## The problem
Each line of the material holding the word "operations" must be identified and copied.

## Records to process
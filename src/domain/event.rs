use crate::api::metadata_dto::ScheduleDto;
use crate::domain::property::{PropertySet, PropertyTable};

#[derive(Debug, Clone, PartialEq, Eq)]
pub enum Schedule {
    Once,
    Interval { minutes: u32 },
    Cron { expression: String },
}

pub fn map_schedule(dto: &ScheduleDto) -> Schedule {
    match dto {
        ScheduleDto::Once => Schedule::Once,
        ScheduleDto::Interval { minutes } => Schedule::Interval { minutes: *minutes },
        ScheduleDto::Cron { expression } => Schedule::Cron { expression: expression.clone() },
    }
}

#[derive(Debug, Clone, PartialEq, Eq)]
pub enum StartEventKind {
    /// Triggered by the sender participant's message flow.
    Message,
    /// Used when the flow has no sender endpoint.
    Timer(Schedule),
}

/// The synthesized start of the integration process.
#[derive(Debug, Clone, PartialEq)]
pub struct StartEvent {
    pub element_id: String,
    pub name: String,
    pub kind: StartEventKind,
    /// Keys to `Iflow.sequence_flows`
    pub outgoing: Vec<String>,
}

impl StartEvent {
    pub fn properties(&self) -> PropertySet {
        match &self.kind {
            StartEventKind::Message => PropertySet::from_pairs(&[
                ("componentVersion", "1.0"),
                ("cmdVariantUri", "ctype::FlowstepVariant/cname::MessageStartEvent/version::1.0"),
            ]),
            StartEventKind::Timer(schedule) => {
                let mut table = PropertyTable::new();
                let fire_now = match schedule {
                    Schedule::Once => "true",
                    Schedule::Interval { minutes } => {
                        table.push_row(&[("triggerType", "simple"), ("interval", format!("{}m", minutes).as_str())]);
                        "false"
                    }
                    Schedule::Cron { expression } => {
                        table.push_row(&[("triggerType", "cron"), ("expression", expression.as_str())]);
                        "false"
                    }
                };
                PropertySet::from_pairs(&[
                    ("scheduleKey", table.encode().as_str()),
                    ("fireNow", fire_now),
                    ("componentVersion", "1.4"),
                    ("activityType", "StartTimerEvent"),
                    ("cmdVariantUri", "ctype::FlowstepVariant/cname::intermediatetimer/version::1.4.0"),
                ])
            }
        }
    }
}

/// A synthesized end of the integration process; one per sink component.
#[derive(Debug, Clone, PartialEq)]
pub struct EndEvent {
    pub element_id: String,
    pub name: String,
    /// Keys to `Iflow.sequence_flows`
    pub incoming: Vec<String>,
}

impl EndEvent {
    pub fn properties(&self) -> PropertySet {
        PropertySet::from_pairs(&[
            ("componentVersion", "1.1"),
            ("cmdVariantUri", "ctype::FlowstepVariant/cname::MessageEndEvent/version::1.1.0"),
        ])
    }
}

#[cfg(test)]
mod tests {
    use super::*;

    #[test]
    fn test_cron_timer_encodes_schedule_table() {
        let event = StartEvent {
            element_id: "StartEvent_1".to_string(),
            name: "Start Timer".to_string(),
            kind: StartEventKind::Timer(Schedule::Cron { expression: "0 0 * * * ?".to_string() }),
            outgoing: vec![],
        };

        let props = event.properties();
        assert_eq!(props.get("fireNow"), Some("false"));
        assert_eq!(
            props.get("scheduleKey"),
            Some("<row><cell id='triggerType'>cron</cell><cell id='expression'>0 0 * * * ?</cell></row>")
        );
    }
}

* * *

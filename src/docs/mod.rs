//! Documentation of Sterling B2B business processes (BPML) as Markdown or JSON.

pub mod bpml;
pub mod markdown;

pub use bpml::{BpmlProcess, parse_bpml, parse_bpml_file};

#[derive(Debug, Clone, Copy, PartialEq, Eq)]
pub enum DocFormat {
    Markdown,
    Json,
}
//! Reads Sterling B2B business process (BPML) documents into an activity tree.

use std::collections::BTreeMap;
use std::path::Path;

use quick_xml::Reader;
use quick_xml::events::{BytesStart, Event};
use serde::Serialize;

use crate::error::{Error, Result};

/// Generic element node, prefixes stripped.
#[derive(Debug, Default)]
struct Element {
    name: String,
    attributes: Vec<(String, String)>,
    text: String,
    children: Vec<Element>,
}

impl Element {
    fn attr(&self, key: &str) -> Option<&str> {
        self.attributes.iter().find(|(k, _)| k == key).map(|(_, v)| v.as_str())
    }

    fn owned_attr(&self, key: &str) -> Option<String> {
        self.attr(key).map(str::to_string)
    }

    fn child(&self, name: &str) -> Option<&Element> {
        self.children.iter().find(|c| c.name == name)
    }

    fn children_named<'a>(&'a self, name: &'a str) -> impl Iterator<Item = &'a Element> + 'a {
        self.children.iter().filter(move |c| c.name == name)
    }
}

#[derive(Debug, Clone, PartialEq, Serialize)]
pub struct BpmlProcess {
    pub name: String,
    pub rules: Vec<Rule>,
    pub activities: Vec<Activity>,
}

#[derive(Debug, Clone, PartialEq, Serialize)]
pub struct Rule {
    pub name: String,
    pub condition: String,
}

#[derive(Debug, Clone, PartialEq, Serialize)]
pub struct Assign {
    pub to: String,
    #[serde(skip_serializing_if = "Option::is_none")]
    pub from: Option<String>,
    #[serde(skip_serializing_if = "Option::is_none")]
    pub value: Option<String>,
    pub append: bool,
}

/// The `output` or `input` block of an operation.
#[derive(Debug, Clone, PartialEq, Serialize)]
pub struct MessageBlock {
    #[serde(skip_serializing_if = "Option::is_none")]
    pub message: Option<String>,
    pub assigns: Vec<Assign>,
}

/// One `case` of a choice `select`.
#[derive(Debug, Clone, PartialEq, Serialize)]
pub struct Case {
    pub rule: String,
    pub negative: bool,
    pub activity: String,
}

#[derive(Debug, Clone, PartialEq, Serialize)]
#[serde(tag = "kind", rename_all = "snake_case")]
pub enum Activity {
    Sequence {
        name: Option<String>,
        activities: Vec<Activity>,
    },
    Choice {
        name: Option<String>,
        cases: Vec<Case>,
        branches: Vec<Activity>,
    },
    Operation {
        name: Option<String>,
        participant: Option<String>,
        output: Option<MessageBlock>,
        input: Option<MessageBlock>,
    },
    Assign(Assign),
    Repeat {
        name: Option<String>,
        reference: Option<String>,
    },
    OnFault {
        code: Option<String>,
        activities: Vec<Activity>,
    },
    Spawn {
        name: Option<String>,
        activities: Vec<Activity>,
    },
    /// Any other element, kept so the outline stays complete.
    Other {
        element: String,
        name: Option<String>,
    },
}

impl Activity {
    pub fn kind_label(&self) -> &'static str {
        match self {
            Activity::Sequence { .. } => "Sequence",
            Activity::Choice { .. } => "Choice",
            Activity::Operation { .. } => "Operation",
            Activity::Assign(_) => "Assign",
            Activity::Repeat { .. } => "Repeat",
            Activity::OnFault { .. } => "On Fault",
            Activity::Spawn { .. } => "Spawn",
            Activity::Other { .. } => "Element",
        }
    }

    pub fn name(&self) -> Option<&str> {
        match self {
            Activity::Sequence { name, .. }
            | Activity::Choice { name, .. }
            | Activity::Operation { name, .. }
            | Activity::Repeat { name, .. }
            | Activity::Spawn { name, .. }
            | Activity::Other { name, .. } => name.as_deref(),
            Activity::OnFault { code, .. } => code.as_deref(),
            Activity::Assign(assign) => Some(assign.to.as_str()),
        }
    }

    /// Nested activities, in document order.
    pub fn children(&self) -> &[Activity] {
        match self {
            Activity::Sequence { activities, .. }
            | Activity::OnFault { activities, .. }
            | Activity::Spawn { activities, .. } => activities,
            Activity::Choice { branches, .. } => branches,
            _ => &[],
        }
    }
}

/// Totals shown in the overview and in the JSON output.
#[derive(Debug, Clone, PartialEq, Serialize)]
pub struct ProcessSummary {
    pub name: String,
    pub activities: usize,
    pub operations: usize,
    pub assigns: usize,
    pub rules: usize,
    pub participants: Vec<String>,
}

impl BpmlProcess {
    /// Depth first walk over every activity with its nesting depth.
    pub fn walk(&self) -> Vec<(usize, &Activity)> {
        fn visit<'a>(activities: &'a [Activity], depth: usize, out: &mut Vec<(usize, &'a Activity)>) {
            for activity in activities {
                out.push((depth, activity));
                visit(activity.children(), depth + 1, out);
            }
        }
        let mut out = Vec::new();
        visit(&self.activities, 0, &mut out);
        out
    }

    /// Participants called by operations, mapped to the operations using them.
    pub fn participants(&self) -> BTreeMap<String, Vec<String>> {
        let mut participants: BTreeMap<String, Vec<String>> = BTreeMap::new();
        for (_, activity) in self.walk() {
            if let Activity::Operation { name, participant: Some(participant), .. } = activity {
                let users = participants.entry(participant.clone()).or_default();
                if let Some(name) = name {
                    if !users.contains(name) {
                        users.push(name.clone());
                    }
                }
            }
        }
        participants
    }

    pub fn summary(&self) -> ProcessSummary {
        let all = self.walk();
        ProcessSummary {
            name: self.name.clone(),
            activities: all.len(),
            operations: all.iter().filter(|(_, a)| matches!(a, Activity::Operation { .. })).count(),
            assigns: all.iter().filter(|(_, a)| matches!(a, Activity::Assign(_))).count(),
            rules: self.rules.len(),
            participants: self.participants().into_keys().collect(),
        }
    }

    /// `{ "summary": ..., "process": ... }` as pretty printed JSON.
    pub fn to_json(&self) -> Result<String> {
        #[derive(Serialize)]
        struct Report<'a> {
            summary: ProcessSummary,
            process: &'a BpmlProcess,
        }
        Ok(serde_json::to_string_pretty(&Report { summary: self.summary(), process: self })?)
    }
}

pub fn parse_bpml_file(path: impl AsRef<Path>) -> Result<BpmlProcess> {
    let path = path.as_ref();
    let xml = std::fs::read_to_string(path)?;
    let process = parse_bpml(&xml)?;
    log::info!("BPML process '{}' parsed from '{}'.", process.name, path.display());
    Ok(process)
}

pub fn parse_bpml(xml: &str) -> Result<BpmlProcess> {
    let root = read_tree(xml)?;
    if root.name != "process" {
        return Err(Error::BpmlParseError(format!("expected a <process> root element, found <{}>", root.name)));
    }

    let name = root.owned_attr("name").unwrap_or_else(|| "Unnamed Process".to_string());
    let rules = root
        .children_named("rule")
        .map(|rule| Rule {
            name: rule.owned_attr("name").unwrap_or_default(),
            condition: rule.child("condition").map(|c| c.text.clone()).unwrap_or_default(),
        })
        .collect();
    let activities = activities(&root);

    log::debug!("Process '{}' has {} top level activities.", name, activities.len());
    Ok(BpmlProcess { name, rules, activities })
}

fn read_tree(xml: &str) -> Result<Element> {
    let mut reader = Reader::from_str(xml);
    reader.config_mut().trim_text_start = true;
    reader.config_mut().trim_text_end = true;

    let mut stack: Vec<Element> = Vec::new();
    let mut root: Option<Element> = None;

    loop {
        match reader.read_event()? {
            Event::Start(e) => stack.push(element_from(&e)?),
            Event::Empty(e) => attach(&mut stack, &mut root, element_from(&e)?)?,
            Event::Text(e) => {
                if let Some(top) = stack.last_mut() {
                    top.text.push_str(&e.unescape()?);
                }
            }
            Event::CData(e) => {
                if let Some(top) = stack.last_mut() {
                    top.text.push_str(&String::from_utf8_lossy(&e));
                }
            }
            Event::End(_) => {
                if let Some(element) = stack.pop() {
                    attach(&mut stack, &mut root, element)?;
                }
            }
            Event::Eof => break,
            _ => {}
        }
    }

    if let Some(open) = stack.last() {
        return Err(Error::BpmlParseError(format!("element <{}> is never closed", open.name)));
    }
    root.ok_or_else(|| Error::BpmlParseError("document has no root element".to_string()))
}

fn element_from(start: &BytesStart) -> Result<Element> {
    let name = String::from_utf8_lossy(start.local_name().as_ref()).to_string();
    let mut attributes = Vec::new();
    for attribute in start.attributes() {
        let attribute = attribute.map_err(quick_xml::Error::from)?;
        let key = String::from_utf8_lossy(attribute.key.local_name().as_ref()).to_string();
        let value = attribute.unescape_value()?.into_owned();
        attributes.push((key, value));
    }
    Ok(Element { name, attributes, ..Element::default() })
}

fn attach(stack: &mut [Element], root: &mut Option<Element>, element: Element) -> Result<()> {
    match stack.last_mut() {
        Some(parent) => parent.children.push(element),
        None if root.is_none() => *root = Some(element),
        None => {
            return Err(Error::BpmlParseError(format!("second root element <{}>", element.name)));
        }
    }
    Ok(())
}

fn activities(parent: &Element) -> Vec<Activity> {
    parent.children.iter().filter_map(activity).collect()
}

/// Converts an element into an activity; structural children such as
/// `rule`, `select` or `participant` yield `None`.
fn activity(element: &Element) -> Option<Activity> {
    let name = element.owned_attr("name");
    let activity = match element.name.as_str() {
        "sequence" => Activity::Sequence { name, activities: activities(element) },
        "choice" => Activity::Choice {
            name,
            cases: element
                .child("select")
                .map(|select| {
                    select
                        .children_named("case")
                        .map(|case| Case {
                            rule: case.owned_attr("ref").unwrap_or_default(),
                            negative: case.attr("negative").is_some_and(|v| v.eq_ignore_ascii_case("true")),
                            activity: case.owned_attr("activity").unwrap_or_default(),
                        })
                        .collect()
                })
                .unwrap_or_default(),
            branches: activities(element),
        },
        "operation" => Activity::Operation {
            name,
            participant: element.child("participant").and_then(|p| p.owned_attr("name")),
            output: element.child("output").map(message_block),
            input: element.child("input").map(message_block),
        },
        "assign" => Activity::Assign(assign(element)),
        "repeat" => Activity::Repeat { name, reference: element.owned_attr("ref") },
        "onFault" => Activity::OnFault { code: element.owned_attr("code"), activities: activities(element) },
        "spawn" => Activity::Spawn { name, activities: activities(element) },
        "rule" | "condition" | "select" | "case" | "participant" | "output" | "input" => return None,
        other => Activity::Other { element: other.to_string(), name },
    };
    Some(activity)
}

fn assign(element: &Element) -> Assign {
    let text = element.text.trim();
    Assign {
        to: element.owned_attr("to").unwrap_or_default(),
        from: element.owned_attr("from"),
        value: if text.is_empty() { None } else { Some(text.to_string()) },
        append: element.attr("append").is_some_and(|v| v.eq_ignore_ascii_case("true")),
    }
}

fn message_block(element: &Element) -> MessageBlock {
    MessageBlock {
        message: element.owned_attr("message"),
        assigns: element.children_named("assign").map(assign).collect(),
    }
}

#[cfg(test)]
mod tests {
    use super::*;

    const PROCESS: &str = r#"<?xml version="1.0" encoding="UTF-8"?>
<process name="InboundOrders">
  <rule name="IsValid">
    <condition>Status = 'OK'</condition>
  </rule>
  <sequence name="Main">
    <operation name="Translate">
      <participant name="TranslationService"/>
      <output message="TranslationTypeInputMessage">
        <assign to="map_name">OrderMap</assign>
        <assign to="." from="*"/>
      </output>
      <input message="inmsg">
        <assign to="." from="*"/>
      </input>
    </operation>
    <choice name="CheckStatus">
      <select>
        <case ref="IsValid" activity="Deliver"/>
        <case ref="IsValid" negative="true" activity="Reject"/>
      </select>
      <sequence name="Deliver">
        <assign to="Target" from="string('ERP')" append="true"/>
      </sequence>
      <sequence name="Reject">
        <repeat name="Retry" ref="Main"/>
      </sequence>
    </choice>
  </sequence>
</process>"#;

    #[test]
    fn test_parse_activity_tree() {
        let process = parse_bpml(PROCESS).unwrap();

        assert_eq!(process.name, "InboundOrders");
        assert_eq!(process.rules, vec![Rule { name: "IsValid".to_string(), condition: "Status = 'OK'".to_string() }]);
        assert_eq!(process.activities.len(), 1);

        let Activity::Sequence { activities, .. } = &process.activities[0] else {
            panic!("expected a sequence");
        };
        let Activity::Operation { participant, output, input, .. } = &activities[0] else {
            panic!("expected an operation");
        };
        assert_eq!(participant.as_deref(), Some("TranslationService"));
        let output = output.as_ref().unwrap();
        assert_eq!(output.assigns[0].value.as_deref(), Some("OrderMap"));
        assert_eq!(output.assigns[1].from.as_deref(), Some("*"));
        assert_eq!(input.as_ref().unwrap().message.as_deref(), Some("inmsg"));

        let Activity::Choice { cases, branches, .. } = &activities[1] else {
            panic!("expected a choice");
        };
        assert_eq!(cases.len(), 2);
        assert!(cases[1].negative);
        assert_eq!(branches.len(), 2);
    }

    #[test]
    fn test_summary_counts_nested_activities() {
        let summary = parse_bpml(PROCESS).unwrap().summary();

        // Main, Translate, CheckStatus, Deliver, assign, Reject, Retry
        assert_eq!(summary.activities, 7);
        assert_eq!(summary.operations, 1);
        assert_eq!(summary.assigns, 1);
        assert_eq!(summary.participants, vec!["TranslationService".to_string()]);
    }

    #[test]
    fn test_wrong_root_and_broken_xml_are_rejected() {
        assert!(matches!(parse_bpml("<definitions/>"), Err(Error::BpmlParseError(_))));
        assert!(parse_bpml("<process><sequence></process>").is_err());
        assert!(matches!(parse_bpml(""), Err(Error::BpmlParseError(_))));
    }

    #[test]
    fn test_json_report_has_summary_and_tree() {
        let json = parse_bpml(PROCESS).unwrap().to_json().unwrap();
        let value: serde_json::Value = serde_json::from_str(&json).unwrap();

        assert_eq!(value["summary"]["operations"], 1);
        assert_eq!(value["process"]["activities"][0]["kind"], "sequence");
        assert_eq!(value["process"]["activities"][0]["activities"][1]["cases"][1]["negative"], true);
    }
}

## Finished exercise
    pub operations: usize,
    /// Participants called by operations, mapped to the operations using them.
            operations: all.iter().filter(|(_, a)| matches!(a, Activity::Operation { .. })).count(),
        assert_eq!(summary.operations, 1);
        assert_eq!(value["summary"]["operations"], 1);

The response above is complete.